The press release was petitioner’s valedictory, his final act of farewell. His presidency is now in
the past tense.
(3) NO. Following Tanada vs. Cuenco, the Supreme Court held that it cannot exercise its judicial
power for this is an issue in regard to which full discretionary authority has been delegated to
the Legislative. The Court cannot pass upon petitioner’s claim of inability to discharge the
powers and duties of the presidency. The question is political in nature and addressed solely to
Congress by constitutional fiat. It is a political issue which cannot be decided by this Court
without transgressing the principle of separation of powers. In fine, even if the petitioner can
prove that he did not resign, still, he cannot successfully claim that he is a President on leave on
the ground that he is merely unable to govern temporarily. That claim has been laid to rest by
Congress and the decision that respondent Arroyo is the de jure President made by a co-equal
branch of government cannot be reviewed by this Court.
(4) NO. The debates in the Constitutional Commission make it clear that when impeachment
proceedings have become moot due to the resignation of the President, the proper criminal and
civil cases may already be filed against him.

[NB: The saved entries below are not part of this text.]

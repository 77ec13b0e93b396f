//! Client configuration: defaults, optional TOML file, environment

use serde::{Deserialize, Serialize};
use std::path::{Path, PathBuf};
use std::time::Duration;
use tokio::fs;

use itms_core::constants::{
    DEFAULT_API_PREFIX, DEFAULT_ORIGIN, DEFAULT_TIMEOUT_SECS, ITMS_API_BASE_URL, ITMS_CONFIG_FILE,
    ITMS_HTTP_TIMEOUT_SECS, ITMS_ORIGIN, ITMS_TOKEN_FILE, VITE_API_BASE_URL,
};

use crate::error::{ClientError, ClientResult};

/// Resolved settings the transport is built from
#[derive(Debug, Clone, PartialEq)]
pub struct ClientConfig {
    /// Absolute base URL every REST path is appended to, without trailing slash
    pub base_url: String,

    pub timeout: Duration,

    /// Where the token pair is persisted; `None` keeps tokens in memory
    pub token_file: Option<PathBuf>,
}

/// `config.toml` layout
#[derive(Debug, Clone, Default, PartialEq, Serialize, Deserialize)]
pub struct FileConfig {
    #[serde(default)]
    pub api: ApiSection,
}

#[derive(Debug, Clone, Default, PartialEq, Serialize, Deserialize)]
pub struct ApiSection {
    pub base_url: Option<String>,
    pub origin: Option<String>,
    pub timeout_secs: Option<u64>,
    pub token_file: Option<PathBuf>,
}

impl FileConfig {
    /// Read a config file; a missing file yields the empty layer
    pub async fn load(path: &Path) -> ClientResult<Self> {
        if !path.exists() {
            return Ok(Self::default());
        }

        let content = fs::read_to_string(path)
            .await
            .map_err(|e| ClientError::config(format!("Failed to read config: {}", e)))?;

        toml::from_str(&content)
            .map_err(|e| ClientError::config(format!("Invalid config format: {}", e)))
    }
}

impl Default for ClientConfig {
    fn default() -> Self {
        Self {
            base_url: resolve_base_url(None, DEFAULT_ORIGIN),
            timeout: Duration::from_secs(DEFAULT_TIMEOUT_SECS),
            token_file: Some(itms_core::token_file()),
        }
    }
}

impl ClientConfig {
    /// Resolve from `.env`, the process environment and the config file.
    ///
    /// Environment values win over the file; the file wins over defaults.
    pub async fn load() -> ClientResult<Self> {
        dotenvy::dotenv().ok();

        let file_path = std::env::var(ITMS_CONFIG_FILE)
            .map(PathBuf::from)
            .unwrap_or_else(|_| itms_core::config_file());
        let file = FileConfig::load(&file_path).await?;

        Self::from_sources(&file, |name| std::env::var(name).ok())
    }

    /// Resolve from `.env` and the process environment only
    pub fn from_env() -> ClientResult<Self> {
        dotenvy::dotenv().ok();
        Self::from_sources(&FileConfig::default(), |name| std::env::var(name).ok())
    }

    /// Layer `lookup` (an environment) over `file` over the defaults
    pub fn from_sources<F>(file: &FileConfig, lookup: F) -> ClientResult<Self>
    where
        F: Fn(&str) -> Option<String>,
    {
        let lookup = |name: &str| lookup(name).filter(|v| !v.trim().is_empty());

        let origin = lookup(ITMS_ORIGIN)
            .or_else(|| file.api.origin.clone())
            .unwrap_or_else(|| DEFAULT_ORIGIN.to_string());

        let base_override = lookup(ITMS_API_BASE_URL)
            .or_else(|| lookup(VITE_API_BASE_URL))
            .or_else(|| file.api.base_url.clone());

        let timeout_secs = match lookup(ITMS_HTTP_TIMEOUT_SECS) {
            Some(raw) => raw.trim().parse::<u64>().map_err(|_| {
                ClientError::config(format!(
                    "{} must be a whole number of seconds",
                    ITMS_HTTP_TIMEOUT_SECS
                ))
            })?,
            None => file.api.timeout_secs.unwrap_or(DEFAULT_TIMEOUT_SECS),
        };

        let token_file = lookup(ITMS_TOKEN_FILE)
            .map(PathBuf::from)
            .or_else(|| file.api.token_file.clone())
            .unwrap_or_else(itms_core::token_file);

        let config = Self {
            base_url: resolve_base_url(base_override.as_deref(), &origin),
            timeout: Duration::from_secs(timeout_secs),
            token_file: Some(token_file),
        };
        config.validate()?;
        Ok(config)
    }

    /// Validate configuration
    pub fn validate(&self) -> ClientResult<()> {
        let url = url::Url::parse(&self.base_url).map_err(|e| {
            ClientError::config(format!("Invalid base URL {}: {}", self.base_url, e))
        })?;

        if url.scheme() != "http" && url.scheme() != "https" {
            return Err(ClientError::config(format!(
                "Base URL must use http or https, got {}",
                url.scheme()
            )));
        }
        if self.timeout.is_zero() {
            return Err(ClientError::config("Timeout must be greater than zero"));
        }
        Ok(())
    }

    /// Absolute URL of a REST path such as `/projects/3`
    pub fn endpoint(&self, path: &str) -> String {
        format!("{}{}", self.base_url, path)
    }
}

/// Turn an optional base URL override into an absolute base URL.
///
/// Without an override the `/api` prefix is used on `origin`; overrides that
/// start with `/` are joined onto `origin` the same way.
pub fn resolve_base_url(base_override: Option<&str>, origin: &str) -> String {
    let origin = origin.trim().trim_end_matches('/');
    let resolved = match base_override.map(str::trim).filter(|v| !v.is_empty()) {
        Some(path) if path.starts_with('/') => format!("{}{}", origin, path),
        Some(absolute) => absolute.to_string(),
        None => format!("{}{}", origin, DEFAULT_API_PREFIX),
    };
    resolved.trim_end_matches('/').to_string()
}

/// Configuration builder
#[derive(Debug, Clone, Default)]
pub struct ClientConfigBuilder {
    config: ClientConfig,
}

impl ClientConfigBuilder {
    /// Start from the defaults
    pub fn new() -> Self {
        Self::default()
    }

    /// Start from an already resolved configuration
    pub fn from_config(config: ClientConfig) -> Self {
        Self { config }
    }

    /// Absolute base URL, or a `/path` joined onto the default origin
    pub fn base_url(mut self, url: impl AsRef<str>) -> Self {
        self.config.base_url = resolve_base_url(Some(url.as_ref()), DEFAULT_ORIGIN);
        self
    }

    pub fn timeout(mut self, timeout: Duration) -> Self {
        self.config.timeout = timeout;
        self
    }

    pub fn token_file(mut self, path: impl Into<PathBuf>) -> Self {
        self.config.token_file = Some(path.into());
        self
    }

    /// Keep tokens in memory only
    pub fn ephemeral(mut self) -> Self {
        self.config.token_file = None;
        self
    }

    /// Build and validate the configuration
    pub fn build(self) -> ClientResult<ClientConfig> {
        self.config.validate()?;
        Ok(self.config)
    }
}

Considering the peculiar circumstance that the
impeachment process against the petitioner has been aborted and thereafter he lost the
presidency, petitioner Estrada cannot demand as a condition sine qua non to his criminal
prosecution before the Ombudsman that he be convicted in the impeachment proceedings. The
cases filed against petitioner Estrada are criminal in character. They involve plunder, bribery
and graft and corruption. By no stretch of the imagination can these crimes, especially plunder
which carries the death penalty, be covered by the alleged mantle of immunity of a non-sitting
president. Petitioner cannot cite any decision of this Court licensing the President to commit
criminal acts and wrapping him with post-tenure immunity from liability. The rule is that
unlawful acts of public officials are not acts of the State and the officer who acts illegally is not
acting as such but stands in the same footing as any other trespasser.
(5) NO. In the case at bar, the records do not show that the trial judge developed actual bias
against appellant as a consequence of the extensive media coverage of the pre-trial and trial of
his case.
In the case of Larranaga vs. Court of Appeals, et al., the Supreme Court ruled that the right of
an accused to a fair trial is not incompatible to a free press. Responsible reporting enhances an
accused’s right to a fair trial as well as by subjecting the police, prosecutors, and judicial
processes to extensive public scrutiny and criticism.
Pervasive publicity is not per se prejudicial to the right of an accused to fair trial. The mere fact
that the trial of appellant was given a day-to-day, gavel-to-gavel coverage does not by itself
prove that the publicity so permeated the mind of the trial judge and impaired his impartiality.
Our judges are learned in the law and trained to disregard off-court evidence and on-camera
performances of parties to a litigation. Their mere exposure to publications and publicity stunts
does not per se fatally infect their impartiality.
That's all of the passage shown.